At the same time he was writing mechanically on the paper in front of him, ‘Confessed in tears.’
‘Quite a character,’ he said.
‘Five previous convictions for assault,’ said Melander. ‘In spite of his denying it every time. I remember him very well.’
‘Said the walking card file,’ Kollberg commented.
He rose heavily and stared at Martin Beck.
‘What are you doing here?’ he said. ‘Go take your holiday and let us look after the criminal ways of the lower classes. Where are you going, by the way? To the islands?’
Martin Beck nodded.
‘Smart,’ said Kollberg. ‘I went to Rumania first and got fried-in Mamaia. Then I come home and get boiled. Great. And you don't have any telephone out there?’
‘No.’
‘Excellent. I'm going to take a shower now anyhow. Come on. Run along now.’

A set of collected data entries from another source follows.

#[cfg(test)]
mod tests {
    use super::*;
    use clear_crypto::{keypair_from_seed, Keypair};
    use clear_store::{MemStore, Store};
    use clear_types::{CounterSigner, EntityKind, TransferRecipient, Wallet};
    use clear_primitives::Address;
    use uuid::Uuid;

    const CHAIN_ID: &str = "chain";

    fn new_state() -> Store<MemStore> {
        let mut state = Store::new(MemStore::new());
        state.set_chain_id(CHAIN_ID);
        state
    }

    fn keyed_user(seed: u8, entity_id: &str, permissions: Perm) -> (Keypair, User) {
        let keypair = keypair_from_seed(&[seed; 32]).unwrap();
        let user = User::new(
            keypair.public,
            format!("user-{seed}"),
            entity_id.to_string(),
            permissions,
        );
        (keypair, user)
    }

    #[test]
    fn test_validate_wallet_sequence() {
        let mut account = Account::new("a".into(), "e".into());

        // No wallet yet: only 1 is acceptable
        let sender = |sequence| TransferSender {
            address: Address::from_bytes([1; 20]),
            account_id: "a".into(),
            currency: "USD".into(),
            amount: 10,
            sequence,
            signature: None,
        };
        assert!(validate_wallet_sequence(&account, &sender(1)).is_ok());
        assert_eq!(
            validate_wallet_sequence(&account, &sender(10)).code,
            Code::InvalidSequence
        );

        account.set_wallet(Wallet {
            currency: "USD".into(),
            balance: 0,
            sequence: 10,
        });
        assert!(validate_wallet_sequence(&account, &sender(11)).is_ok());
        assert_eq!(
            validate_wallet_sequence(&account, &sender(10)).code,
            Code::InvalidSequence
        );
        assert_eq!(
            validate_wallet_sequence(&account, &sender(12)).code,
            Code::InvalidSequence
        );
    }

    #[test]
    fn test_validate_permissions() {
        let entity_id = Uuid::new_v4().to_string();
        let (_, authorized) = keyed_user(1, &entity_id, Perm::TRANSFER);
        let entity = LegalEntity::new(
            entity_id.clone(),
            EntityKind::ClearingHouse,
            "CH".into(),
            Address::from_bytes([1; 20]),
            String::new(),
        );
        let account = Account::new("a".into(), entity_id.clone());

        assert!(
            validate_permissions(&authorized, &entity, &account, clear_types::tx_type::TRANSFER)
                .is_ok()
        );

        // Unauthorized user
        let (_, powerless) = keyed_user(2, &entity_id, Perm::NONE);
        assert_eq!(
            validate_permissions(&powerless, &entity, &account, clear_types::tx_type::TRANSFER)
                .code,
            Code::Unauthorized
        );

        // Account owned by a different entity
        let foreign = Account::new("b".into(), Uuid::new_v4().to_string());
        assert_eq!(
            validate_permissions(&authorized, &entity, &foreign, clear_types::tx_type::TRANSFER)
                .code,
            Code::Unauthorized
        );

        // Entity without the bit
        let mut weak_entity = entity;
        weak_entity.permissions = Perm::NONE;
        assert_eq!(
            validate_permissions(
                &authorized,
                &weak_entity,
                &account,
                clear_types::tx_type::TRANSFER
            )
            .code,
            Code::Unauthorized
        );
    }

    #[test]
    fn test_validate_sender() {
        let entity_id = Uuid::new_v4().to_string();
        let (keypair, user) = keyed_user(3, &entity_id, Perm::TRANSFER);
        let entity = LegalEntity::new(
            entity_id.clone(),
            EntityKind::ClearingHouse,
            "CH".into(),
            Address::from_bytes([1; 20]),
            String::new(),
        );
        let account = Account::new("a".into(), entity_id);

        let mut tx = TransferTx {
            sender: TransferSender {
                address: user.address(),
                account_id: "a".into(),
                currency: "USD".into(),
                amount: 10,
                sequence: 1,
                signature: None,
            },
            counter_signers: vec![],
            recipient: TransferRecipient { account_id: "b".into() },
        };
        tx.sign(&keypair, CHAIN_ID).unwrap();
        let sign_bytes = tx.sign_bytes(CHAIN_ID);

        assert!(validate_sender(&account, &entity, &user, &sign_bytes, &tx).is_ok());

        // Signature over different bytes fails
        assert_eq!(
            validate_sender(&account, &entity, &user, b"other bytes", &tx).code,
            Code::InvalidSignature
        );

        // Missing signature fails
        let mut unsigned = tx.clone();
        unsigned.sender.signature = None;
        assert_eq!(
            validate_sender(&account, &entity, &user, &sign_bytes, &unsigned).code,
            Code::InvalidSignature
        );
    }

    #[test]
    fn test_validate_counter_signers() {
        let mut state = new_state();
        let entity_id = Uuid::new_v4().to_string();
        let entity = LegalEntity::new(
            entity_id.clone(),
            EntityKind::ClearingHouse,
            "CH".into(),
            Address::from_bytes([1; 20]),
            String::new(),
        );
        state.set_legal_entity(&entity);
        let account = Account::new(Uuid::new_v4().to_string(), entity_id.clone());
        state.set_account(&account);

        let (sender_keypair, sender) = keyed_user(10, &entity_id, entity.permissions);
        state.set_user(&sender);

        let mut counter_signers = Vec::new();
        for seed in 11..=14u8 {
            let (keypair, user) = keyed_user(seed, &entity_id, entity.permissions);
            state.set_user(&user);
            let mut cs = CounterSigner {
                address: user.address(),
                signature: None,
            };
            cs.sign(&keypair, CHAIN_ID).unwrap();
            counter_signers.push(cs);
        }

        let mut tx = TransferTx {
            sender: TransferSender {
                address: sender.address(),
                account_id: account.id.clone(),
                currency: "USD".into(),
                amount: 10,
                sequence: 1,
                signature: None,
            },
            counter_signers,
            recipient: TransferRecipient {
                account_id: Uuid::new_v4().to_string(),
            },
        };
        tx.sign(&sender_keypair, CHAIN_ID).unwrap();

        assert!(validate_counter_signers(&state, &account, &entity, &tx)
            .unwrap()
            .is_ok());

        // Sender duplicated among the counter-signers
        let mut dup = tx.clone();
        dup.counter_signers.push(CounterSigner {
            address: sender.address(),
            signature: tx.sender.signature,
        });
        assert_eq!(
            validate_counter_signers(&state, &account, &entity, &dup)
                .unwrap()
                .code,
            Code::DuplicateAddress
        );

        // Unknown counter-signer
        let mut unknown = tx.clone();
        unknown.counter_signers.push(CounterSigner {
            address: Address::from_bytes([0xee; 20]),
            signature: tx.sender.signature,
        });
        assert_eq!(
            validate_counter_signers(&state, &account, &entity, &unknown)
                .unwrap()
                .code,
            Code::UnknownAddress
        );

        // Tampered counter-signature
        let mut tampered = tx.clone();
        let sb = tx.sign_bytes(CHAIN_ID);
        tampered.counter_signers[0].signature =
            Some(clear_crypto::sign(&sender_keypair, &sb));
        assert_eq!(
            validate_counter_signers(&state, &account, &entity, &tampered)
                .unwrap()
                .code,
            Code::InvalidSignature
        );

        // An account owned by another entity rejects every counter-signer
        let foreign = Account::new("x".into(), Uuid::new_v4().to_string());
        assert_eq!(
            validate_counter_signers(&state, &foreign, &entity, &tx)
                .unwrap()
                .code,
            Code::Unauthorized
        );
    }

    #[test]
    fn test_apply_changes() {
        let mut account = Account::new("a".into(), "e".into());

        apply_changes(&mut account, "USD", 100, false);
        let w = account.wallet("USD").unwrap();
        assert_eq!(w.balance, -100);
        assert_eq!(w.sequence, 1);

        apply_changes(&mut account, "USD", 40, true);
        let w = account.wallet("USD").unwrap();
        assert_eq!(w.balance, -60);
        assert_eq!(w.sequence, 2);

        // Other currencies get their own wallet
        apply_changes(&mut account, "EUR", 10, true);
        assert_eq!(account.wallets.len(), 2);
        assert_eq!(account.wallet("EUR").unwrap().sequence, 1);
    }

    #[test]
    fn test_make_new_user_masks() {
        let mut state = new_state();
        let creator_perms = Perm::TRANSFER
            .add(Perm::CREATE_ACCOUNT)
            .add(Perm::CREATE_LEGAL_ENTITY)
            .add(Perm::CREATE_USER);
        let (_, creator) = keyed_user(20, "e-1", creator_perms);
        let new_keypair = keypair_from_seed(&[21; 32]).unwrap();

        let tx = clear_types::CreateUserTx {
            address: creator.address(),
            pub_key: new_keypair.public,
            name: "restricted".into(),
            can_create: false,
            signature: None,
        };
        make_new_user(&mut state, &creator, &tx);
        let created = state
            .get_user(&public_key_to_address(&new_keypair.public))
            .unwrap()
            .unwrap();
        // Restricted inheritance drops exactly the two create bits
        assert!(created.permissions.has(Perm::TRANSFER));
        assert!(created.permissions.has(Perm::CREATE_ACCOUNT));
        assert!(!created.permissions.has(Perm::CREATE_USER));
        assert!(!created.permissions.has(Perm::CREATE_LEGAL_ENTITY));
        assert_eq!(created.entity_id, creator.entity_id);

        let full_keypair = keypair_from_seed(&[22; 32]).unwrap();
        let tx = clear_types::CreateUserTx {
            address: creator.address(),
            pub_key: full_keypair.public,
            name: "full".into(),
            can_create: true,
            signature: None,
        };
        make_new_user(&mut state, &creator, &tx);
        let created = state
            .get_user(&public_key_to_address(&full_keypair.public))
            .unwrap()
            .unwrap();
        assert_eq!(created.permissions, creator_perms);
    }

    #[test]
    fn test_index_divergence_is_reported() {
        let mut state = new_state();
        let account = Account::new(Uuid::new_v4().to_string(), "e-1".into());

        // Seed the index without the account record
        let mut index = AccountIndex::new();
        index.add(account.id.clone());
        state.set_account_index(&index);

        let res = set_account_in_index(&mut state, &account).unwrap();
        assert_eq!(res.code, Code::InvalidInput);

        // The index was not silently repaired
        assert_eq!(state.get_account_index().unwrap().unwrap().ids.len(), 1);
    }
}
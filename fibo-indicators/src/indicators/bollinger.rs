//! Bollinger Bands built on a rolling mean and sample standard deviation.

use std::collections::VecDeque;
use std::marker::PhantomData;

use rust_decimal::{Decimal, MathematicalOps};
use serde::Serialize;

use crate::core::{decimal_from_usize, ensure_period, Indicator, IndicatorError, Input};

/// Output value of the Bollinger Bands indicator.
#[derive(Debug, Clone, Copy, PartialEq, Serialize)]
pub struct BollingerBandsOutput {
    /// Upper band (mean + k * std dev).
    pub upper: Decimal,
    /// Middle band (rolling mean).
    pub middle: Decimal,
    /// Lower band (mean - k * std dev).
    pub lower: Decimal,
}

/// Largest accepted standard-deviation multiplier.
pub const MAX_STD_MULTIPLIER: Decimal = Decimal::ONE_HUNDRED;

/// Produces Bollinger Bands from a rolling window.
///
/// The deviation uses the sample estimator (divisor `period - 1`); a window
/// of one observation has zero deviation. The multiplier must lie within
/// `[0, MAX_STD_MULTIPLIER]`.
#[derive(Debug, Clone)]
pub struct BollingerBands<I = Decimal> {
    period: usize,
    divisor: Decimal,
    std_multiplier: Decimal,
    sum: Decimal,
    window: VecDeque<Decimal>,
    marker: PhantomData<I>,
}

impl<I> BollingerBands<I>
where
    I: Input,
{
    /// Creates a new Bollinger Bands indicator.
    pub fn new(period: usize, std_multiplier: Decimal) -> Result<Self, IndicatorError> {
        ensure_period("BollingerBands", period)?;
        let negative = std_multiplier.is_sign_negative() && !std_multiplier.is_zero();
        if negative || std_multiplier > MAX_STD_MULTIPLIER {
            return Err(IndicatorError::invalid_parameter(
                "BollingerBands",
                "std_multiplier",
                std_multiplier,
            ));
        }

        Ok(Self {
            period,
            divisor: decimal_from_usize(period),
            std_multiplier,
            sum: Decimal::ZERO,
            window: VecDeque::with_capacity(period),
            marker: PhantomData,
        })
    }

    /// Returns the configured window length.
    pub fn period(&self) -> usize {
        self.period
    }

    fn sample_std_dev(&self, mean: Decimal) -> Decimal {
        if self.period < 2 {
            return Decimal::ZERO;
        }
        // Each term is scaled before summing so the total stays within the
        // squared price range regardless of the window length.
        let degrees = decimal_from_usize(self.period - 1);
        let variance: Decimal = self
            .window
            .iter()
            .map(|value| {
                let deviation = *value - mean;
                deviation * deviation / degrees
            })
            .sum();
        variance.sqrt().unwrap_or(Decimal::ZERO)
    }

    fn compute_bands(&self) -> BollingerBandsOutput {
        let mean = self.sum / self.divisor;
        let offset = self.std_multiplier * self.sample_std_dev(mean);

        BollingerBandsOutput {
            upper: mean + offset,
            middle: mean,
            lower: mean - offset,
        }
    }
}

impl<I> Indicator for BollingerBands<I>
where
    I: Input,
{
    type Input = I;
    type Output = BollingerBandsOutput;

    fn next(&mut self, input: Self::Input) -> Option<Self::Output> {
        let value = input.value();
        self.window.push_back(value);
        self.sum += value;

        if self.window.len() > self.period {
            if let Some(oldest) = self.window.pop_front() {
                self.sum -= oldest;
            }
        }

        if self.window.len() == self.period {
            Some(self.compute_bands())
        } else {
            None
        }
    }

    fn reset(&mut self) {
        self.sum = Decimal::ZERO;
        self.window.clear();
    }
}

Martin Beck thought it over. The suggestion had its advantages. Among other things, he would get away a day earlier. He shrugged his shoulders.
‘I'm leaving. Bye, boys. See you in a month.’
Most people's holidays were already over and Stockholm's August-hot streets had begun to fill with people who had spent a few rainy July weeks in tents and trailers and country boarding-houses. During the last few days, the subway had once again become crowded, but it was now the middle of the working day and Martin Beck was almost alone in the car. He sat looking at the dusty greenery outside and was glad that his eagerly awaited holiday had at last begun.
His family had already been out in the archipelago for a month. This summer they had had the good fortune to rent a cottage from a distant relative of his wife's, a cottage situated all by itself on a little island in the central part of the archipelago. The relative had gone abroad and the cottage was theirs, until the children went back to school.
Martin Beck let himself into his empty flat, went straight into the kitchen and took a beer out of the refrigerator. He took a few gulps standing by the sink, then carried the bottle with him into the bedroom. He undressed and walked out onto the balcony in nothing but his shorts. He sat for a while in the sun, his feet on the balcony rail as he finished off the beer. The heat out there was almost intolerable and when the bottle was empty, he got up and went back into the relative cool of the flat.